Apart from this, though a fundamental change, all scripts work as expected.
My OS: Debian Sid
Browser: $ dpkg -s iceweasel
Package: iceweasel
Status: install ok installed
Priority: optional
Section: web
Installed-Size: 26936
Maintainer: Eric Dorland (eric@debian.org)
Architecture: i386
Version: 2.0.0.3-2
PS. A little annoyance: I think it would be a good idea if the writers actually listed HTML that is able to validate:
<!DOCTYPE html PUBLIC "-//W#C//DTD XHTML 1.0 Strict//EN" "http://www.w3.org/TR/xhtml1/DTD/xhtml1-strict.dtd"> <!-- Doctype declaration are missing in some examples --> <html xmlns="http://www.w3.org/1999/xhtml"> <head> <title>AJAX Contactbook</title> <!-- Declaration of charset is missing in all examples --> <meta http-equiv="Content-Type" content="text/html; charset=utf-8"/> <!-- mixed notation for attributes in almost all examples: foo=2 bar="3" -->
Other than that, I think Linux Journal is a great magazine.
—
Michael Rasmussen
All of the examples I tried, myself, worked. But I'll take your word for it that they present problems in other environments. Thanks for the tips and suggestion.—Ed.
I am sending you this e-mail at great expense. No, not Great Expense, Arizona, great expense over dial-up. At the moment, I am in semi-rural Germany where +ADSL/Broadband has not yet reached. I suspect that the same goes for rural France, Holland, Spain and many other European countries. It certainly applies to England, where because of distance from the exchange coupled with poor quality (for data) cabling broadband has not reached. Even at my home location on the outskirts of a 300,000 population conurbation, the best speed on a good day is 1Mb.

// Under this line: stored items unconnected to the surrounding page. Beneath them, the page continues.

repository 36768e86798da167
use std::net::SocketAddr;
use std::path::PathBuf;

use anyhow::{Context, Result, bail};

/// Placeholder JWT secrets that MUST NOT be used.
const PLACEHOLDER_SECRETS: &[&str] = &[
    "change-me-to-a-random-string",
    "dev-secret-change-me",
    "secret",
];

const DEFAULT_UPLOAD_MAX_BYTES: usize = 10 * 1024 * 1024;
const DEFAULT_MAX_PAGE_SIZE: u32 = 100;

#[derive(Debug, Clone)]
pub struct Config {
    pub addr: SocketAddr,
    pub db_path: PathBuf,
    pub jwt_secret: String,
    pub upload_dir: PathBuf,
    pub upload_max_bytes: usize,
    pub max_page_size: u32,
}

impl Config {
    pub fn from_env() -> Result<Self> {
        Self::from_lookup(|key| std::env::var(key).ok())
    }

    pub fn from_lookup(lookup: impl Fn(&str) -> Option<String>) -> Result<Self> {
        let var = |key: &str, default: &str| lookup(key).unwrap_or_else(|| default.to_string());

        let jwt_secret = lookup("AGORA_JWT_SECRET").unwrap_or_default();
        if jwt_secret.is_empty() || PLACEHOLDER_SECRETS.contains(&jwt_secret.as_str()) {
            bail!("AGORA_JWT_SECRET is unset or still a placeholder; it must match the identity provider's secret");
        }

        let host = var("AGORA_HOST", "0.0.0.0");
        let port: u16 = var("AGORA_PORT", "3000")
            .parse()
            .context("AGORA_PORT must be a port number")?;
        let addr: SocketAddr = format!("{}:{}", host, port)
            .parse()
            .with_context(|| format!("invalid bind address {}:{}", host, port))?;

        let upload_max_bytes = match lookup("AGORA_UPLOAD_MAX_BYTES") {
            Some(v) => v.parse().context("AGORA_UPLOAD_MAX_BYTES must be a byte count")?,
            None => DEFAULT_UPLOAD_MAX_BYTES,
        };
        let max_page_size = match lookup("AGORA_MAX_PAGE_SIZE") {
            Some(v) => v.parse().context("AGORA_MAX_PAGE_SIZE must be a positive integer")?,
            None => DEFAULT_MAX_PAGE_SIZE,
        };

        Ok(Self {
            addr,
            db_path: var("AGORA_DB_PATH", "agora.db").into(),
            jwt_secret,
            upload_dir: var("AGORA_UPLOAD_DIR", "./uploads").into(),
            upload_max_bytes,
            max_page_size,
        })
    }
}
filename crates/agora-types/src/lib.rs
pub mod api;
pub mod events;
pub mod models;
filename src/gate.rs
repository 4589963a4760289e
// src/gate.rs
use crate::config::{Argon2Params, PasswordScheme};
use crate::crypto;
use crate::error::{AppResult, ValidationError};
use crate::models::Note;
use crate::validation;
use log;

/// Plaintext gate check: exact string equality with the stored password.
///
/// A protected note with no stored password never verifies.
pub fn verify(candidate: &str, note: &Note) -> bool {
    note.password.as_deref() == Some(candidate)
}

/// Checks `candidate` against whatever form the password was stored in: PHC
/// hashes are verified with Argon2 and anything else goes through `verify`,
/// whatever scheme is configured now.
pub fn verify_stored(candidate: &str, note: &Note) -> bool {
    match note.password.as_deref() {
        Some(stored) if crypto::is_password_hash(stored) => {
            crypto::verify_hashed_password(stored, candidate).unwrap_or_else(|e| {
                log::error!("Could not verify password for note {}: {}", note.id, e);
                false
            })
        }
        _ => verify(candidate, note),
    }
}

/// False for a protected note that has no usable password: no input can open it.
pub fn is_unlockable(note: &Note) -> bool {
    !note.is_protected() || note.password.as_deref().map_or(false, |p| !p.is_empty())
}

#[derive(Debug, Clone, Copy, PartialEq, Eq)]
pub enum GateState {
    Locked,
    Unlocked,
    Abandoned,
}

#[derive(Debug, Clone, Copy, PartialEq, Eq)]
pub enum Attempt {
    Unlocked,
    /// Wrong password; the session stays locked and may be retried.
    Rejected,
    /// The session already ended; the submission was ignored.
    Closed,
}

/// One viewing session of a note.
///
/// `Locked -> Unlocked` on a correct password, `Locked -> Locked` on a wrong
/// one, `Locked -> Abandoned` when dismissed. There is no attempt limit.
pub struct UnlockSession<'a> {
    note: &'a Note,
    state: GateState,
    failed_attempts: u32,
}

impl<'a> UnlockSession<'a> {
    pub fn new(note: &'a Note) -> Self {
        let state = if note.is_protected() { GateState::Locked } else { GateState::Unlocked };
        if !is_unlockable(note) {
            log::warn!("Note {} is protected but has no password; it cannot be unlocked", note.id);
        }
        UnlockSession { note, state, failed_attempts: 0 }
    }

    pub fn state(&self) -> GateState {
        self.state
    }

    pub fn failed_attempts(&self) -> u32 {
        self.failed_attempts
    }

    /// Submits a candidate password. A blank candidate is a validation error
    /// and does not count as an attempt.
    pub fn submit(&mut self, candidate: &str) -> Result<Attempt, ValidationError> {
        if self.state != GateState::Locked {
            return Ok(Attempt::Closed);
        }
        if candidate.trim().is_empty() {
            return Err(ValidationError::EmptyCandidate);
        }

        if verify_stored(candidate, self.note) {
            log::info!("Note {} unlocked after {} failed attempt(s)", self.note.id, self.failed_attempts);
            self.state = GateState::Unlocked;
            Ok(Attempt::Unlocked)
        } else {
            self.failed_attempts += 1;
            log::info!("Incorrect password for note {} (attempt {})", self.note.id, self.failed_attempts);
            Ok(Attempt::Rejected)
        }
    }

    pub fn dismiss(&mut self) {
        if self.state == GateState::Locked {
            log::debug!("Unlock of note {} abandoned", self.note.id);
            self.state = GateState::Abandoned;
        }
    }

    /// The note, once the session is unlocked.
    pub fn note(&self) -> Option<&'a Note> {
        match self.state {
            GateState::Unlocked => Some(self.note),
            _ => None,
        }
    }
}

/// Turns on protection for `note` after validating the new password.
/// Under `Argon2` the stored value is a PHC hash instead of the plaintext.
pub fn protect(
    note: &mut Note,
    password: &str,
    confirm: &str,
    scheme: PasswordScheme,
    argon2_params: &Argon2Params,
) -> AppResult<()> {
    validation::new_note_password(password, confirm)?;
    let stored = match scheme {
        PasswordScheme::Plaintext => password.to_string(),
        PasswordScheme::Argon2 => crypto::hash_note_password(password, argon2_params)?,
    };
    note.is_password_protected = Some(true);
    note.password = Some(stored);
    log::info!("Password protection enabled for note {}", note.id);
    Ok(())
}

pub fn unprotect(note: &mut Note) {
    note.is_password_protected = Some(false);
    note.password = None;
    log::info!("Password protection removed from note {}", note.id);
}
// src/kv.rs
use crate::error::{StoreError, StoreResult};
use log;
use std::fs::{self, OpenOptions};
use std::io::{ErrorKind, Write};
use std::path::{Path, PathBuf};

/// The persistence substrate: string values under string keys.
///
/// `set` is expected to be durable once it returns `Ok`. Values are always
/// replaced whole; there is no partial write.
pub trait KeyValueStore: Send + Sync {
    fn get(&self, key: &str) -> StoreResult<Option<String>>;
    fn set(&self, key: &str, value: &str) -> StoreResult<()>;
}

/// Directory-backed key-value store. Each key lives in its own file named
/// after the hex encoding of the key, so keys like `@notes_v1` stay path-safe.
#[derive(Debug, Clone)]
pub struct FileKv {
    root: PathBuf,
}

impl FileKv {
    pub fn new(root: impl Into<PathBuf>) -> Self {
        FileKv { root: root.into() }
    }

    fn path_for(&self, key: &str) -> PathBuf {
        self.root.join(format!("{}.json", hex::encode(key)))
    }

    fn temp_path_for(&self, key: &str) -> PathBuf {
        self.root.join(format!(".{}.json.tmp", hex::encode(key)))
    }

    fn discard_temp(&self, temp_path: &Path) {
        match fs::remove_file(temp_path) {
            Ok(()) => log::debug!("Removed leftover {:?}", temp_path),
            Err(e) if e.kind() == ErrorKind::NotFound => {}
            Err(e) => log::warn!("Could not remove leftover {:?}: {}", temp_path, e),
        }
    }
}

impl KeyValueStore for FileKv {
    fn get(&self, key: &str) -> StoreResult<Option<String>> {
        let path = self.path_for(key);
        match fs::read_to_string(&path) {
            Ok(value) => {
                log::debug!("Read {} bytes for key '{}' from {:?}", value.len(), key, path);
                Ok(Some(value))
            }
            Err(e) if e.kind() == ErrorKind::NotFound => {
                log::debug!("No value stored for key '{}'", key);
                Ok(None)
            }
            Err(e) => {
                log::error!("Failed to read key '{}' from {:?}: {}", key, path, e);
                Err(StoreError::Io(e))
            }
        }
    }

    fn set(&self, key: &str, value: &str) -> StoreResult<()> {
        if !self.root.exists() {
            fs::create_dir_all(&self.root).map_err(|e| {
                log::error!("Failed to create data directory {:?}: {}", self.root, e);
                StoreError::Io(e)
            })?;
            log::info!("Created data directory {:?}", self.root);
        }

        // Write to a sibling temp file and rename over the target so readers
        // only ever observe the old or the new value.
        let temp_path = self.temp_path_for(key);
        let path = self.path_for(key);
        let written = OpenOptions::new()
            .write(true)
            .create(true)
            .truncate(true)
            .open(&temp_path)
            .and_then(|mut file| {
                file.write_all(value.as_bytes())?;
                file.sync_all()
            })
            .and_then(|()| fs::rename(&temp_path, &path));

        if let Err(e) = written {
            log::error!("Failed to store key '{}' at {:?} via {:?}: {}", key, path, temp_path, e);
            self.discard_temp(&temp_path);
            return Err(StoreError::Io(e));
        }
        log::debug!("Stored {} bytes under key '{}'", value.len(), key);
        Ok(())
    }
}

So, whilst I think you are 100% right regarding network computing [see the
May 2007 /var/opinion], until
good reliable Internet access at realistic speeds becomes available, it is
some way off.
—
Roy Read
In the Letters section [April 2007], Chris Trayner mentioned in his response to you that under KDE he could no longer use certain features and concluded that these features had been removed from KDE. This conclusion is, fortunately, incorrect—the features he was looking for are still available.
I just checked in the KDE Control Centre (under recent Mandriva and Knoppix releases) and found the following options:
a) Alter Delete item on file context menu: go to the Components (or KDE Components) menu item, then File Manager, then the Behaviour tab, and see the check boxes in the second part of this panel.
b) Changing window titlebar double-click behaviour: go to the Desktop (or System) menu item, then Window Behaviour, then the Actions (or Titlebar Actions) tab. There you will see a drop-down box labeled Titlebar Double-click.
c) Moving maximised windows: go to the Desktop (or System) menu item, then Window Behaviour, then the Moving tab. There you will see a check box relating to this option.
d) Although not previously mentioned, one option I always use if the initial setup allows it is icon activation using a single mouse click (such as under Knoppix): go to the Peripherals menu item, then Mouse. The second part of this panel contains the options relating to icon activation.
Please note that the alternative names for various configuration items is because different distributions and release versions have used the various names as shown.
Perhaps the distro that Chris uses has changed various of its KDE
feature defaults. Alternatively, it may have removed these features. If so,
maybe Chris should consider changing distros.
—
Rob Strover
I'm one of the members of community radio KRUU-LP, which you wrote
about in your May 2007 issue of Linux Journal [see Doc
Searls' piece in the
UpFront section]. I'd like to point out that
we're actually Kruufm.com, and not Kruufm.org. Kruufm.com, the radio
station, is not affiliated with Kruufm.org in any way at present.